The task:
Please repeat exactly the line containing "Shared application state." and each line after it in the records below, through the last.

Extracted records
//! CSV sheet reader.

use std::fs::File;
use std::io::Read;
use std::path::Path;

use tracing::{debug, warn};

use crate::domain::Cell;

use super::error::LoadError;

/// Rows read from one sheet.
#[derive(Debug, Clone, Default)]
pub struct SheetRows {
    /// Header labels, as written in the export.
    pub header: Vec<String>,

    /// Data rows. Rows may have different lengths.
    pub rows: Vec<Vec<Cell>>,

    /// Rows that could not be parsed as CSV and were left out.
    pub skipped: usize,

    /// Cells that were not valid UTF-8 and were read as empty.
    pub bad_cells: usize,
}

/// Read a sheet from CSV.
///
/// The first record is the header. Ragged rows are accepted as-is; callers
/// pad or truncate to the width they need. A cell that is not valid UTF-8
/// is read as [`Cell::Empty`], so only the part of the row it belongs to
/// is lost. A record the CSV parser rejects is skipped and counted. Only
/// I/O failures abort the read.
pub fn read_sheet<R: Read>(reader: R) -> Result<SheetRows, LoadError> {
    let mut rdr = csv::ReaderBuilder::new()
        .has_headers(true)
        .flexible(true)
        .from_reader(reader);

    let header = rdr
        .byte_headers()?
        .iter()
        .map(|label| String::from_utf8_lossy(label).into_owned())
        .collect();

    let mut rows = Vec::new();
    let mut skipped = 0;
    let mut bad_cells = 0;

    for (i, result) in rdr.byte_records().enumerate() {
        match result {
            Ok(record) => {
                let row = record
                    .iter()
                    .enumerate()
                    .map(|(column, bytes)| match std::str::from_utf8(bytes) {
                        Ok(raw) => Cell::parse(raw),
                        Err(e) => {
                            bad_cells += 1;
                            warn!(row = i + 1, column, error = %e, "Reading undecodable cell as empty");
                            Cell::Empty
                        }
                    })
                    .collect();
                rows.push(row);
            }
            Err(e) if matches!(e.kind(), csv::ErrorKind::Io(_)) => return Err(e.into()),
            Err(e) => {
                skipped += 1;
                warn!(row = i + 1, error = %e, "Skipping unreadable row");
            }
        }
    }

    debug!(rows = rows.len(), skipped, bad_cells, "Read sheet");

    Ok(SheetRows {
        header,
        rows,
        skipped,
        bad_cells,
    })
}

/// Open and read a sheet from a CSV file.
pub fn open_sheet(path: &Path) -> Result<SheetRows, LoadError> {
    let file = File::open(path).map_err(|source| LoadError::Open {
        path: path.to_path_buf(),
        source,
    })?;
    read_sheet(file)
}
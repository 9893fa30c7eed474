//! Timetable query engine.
//!
//! The engine answers two questions against the loaded timetable:
//!
//! - "which buses leave from stops called something like X?"
//!   ([`QueryEngine::search_by_station_name`])
//! - "which stop is closest to me, and which buses leave from it?"
//!   ([`QueryEngine::search_by_coordinate`])
//!
//! The engine owns the schedule table and stop index, both immutable after
//! construction, so one instance can be shared across threads behind an
//! `Arc` and queried without locking.

mod nearest;
mod station;

use std::path::Path;

use tracing::debug;

use crate::schedule::ScheduleTable;
use crate::source::LoadError;
use crate::stops::StopIndex;

pub use nearest::{NearestStop, nearest_stop};
pub use station::{StationDepartures, search_station};

/// Result of a coordinate search.
#[derive(Debug, Clone, Default, PartialEq)]
pub struct NearestDepartures {
    /// The resolved stop, or `None` if no stop is known.
    pub stop: Option<NearestStop>,

    /// Departures at the resolved stop. Empty when `stop` is `None`.
    pub departures: StationDepartures,
}

/// Read-only query engine over a loaded timetable.
#[derive(Debug, Clone, Default)]
pub struct QueryEngine {
    schedule: ScheduleTable,
    stops: StopIndex,
}

impl QueryEngine {
    /// Create an engine from loaded tables.
    pub fn new(schedule: ScheduleTable, stops: StopIndex) -> Self {
        Self { schedule, stops }
    }

    /// Load both sheets from CSV files.
    ///
    /// Fails only if a file cannot be opened or read; bad rows are skipped.
    pub fn load(schedule_path: &Path, stops_path: &Path) -> Result<Self, LoadError> {
        let schedule = ScheduleTable::load(schedule_path)?;
        let stops = StopIndex::load(stops_path)?;
        Ok(Self::new(schedule, stops))
    }

    /// The schedule table.
    pub fn schedule(&self) -> &ScheduleTable {
        &self.schedule
    }

    /// The stop coordinate index.
    pub fn stops(&self) -> &StopIndex {
        &self.stops
    }

    /// Departures at every stop whose name contains `query`.
    ///
    /// See [`search_station`] for the matching rules.
    pub fn search_by_station_name(&self, query: &str) -> StationDepartures {
        search_station(self.schedule.rows(), query)
    }

    /// Departures at the stop nearest to a point.
    ///
    /// The nearest stop's exact name is used as the station query. If the
    /// index is empty the result has no stop and no departures.
    pub fn search_by_coordinate(&self, latitude: f64, longitude: f64) -> NearestDepartures {
        let Some((stop, distance_km)) = nearest_stop(self.stops.stops(), latitude, longitude)
        else {
            debug!(latitude, longitude, "No stop found near point");
            return NearestDepartures::default();
        };

        debug!(
            latitude,
            longitude,
            stop = %stop.name,
            distance_km,
            "Resolved nearest stop"
        );

        NearestDepartures {
            stop: Some(NearestStop {
                name: stop.name.clone(),
                distance_km,
            }),
            departures: self.search_by_station_name(&stop.name),
        }
    }
}
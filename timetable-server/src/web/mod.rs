//! Web layer for the bus timetable.
//!
//! Serves the search page (station name or current location) and a small
//! JSON API over the same query engine.

mod dto;
mod routes;
mod state;
pub mod templates;

pub use dto::*;
pub use routes::{AppError, create_router};
pub use state::AppState;
pub use templates::*;
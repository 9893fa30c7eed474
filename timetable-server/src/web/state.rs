//! Application state for the web layer.

use std::sync::Arc;

use crate::engine::QueryEngine;

/// Shared application state.
///
/// The engine is read-only, so handlers share it without locking.
#[derive(Debug, Clone)]
pub struct AppState {
    /// Timetable query engine
    pub engine: Arc<QueryEngine>,
}

impl AppState {
    /// Create a new app state.
    pub fn new(engine: QueryEngine) -> Self {
        Self {
            engine: Arc::new(engine),
        }
    }
}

Exercise response:
/// Shared application state.
///
/// The engine is read-only, so handlers share it without locking.
#[derive(Debug, Clone)]
pub struct AppState {
    /// Timetable query engine
    pub engine: Arc<QueryEngine>,
}

impl AppState {
    /// Create a new app state.
    pub fn new(engine: QueryEngine) -> Self {
        Self {
            engine: Arc::new(engine),
        }
    }
}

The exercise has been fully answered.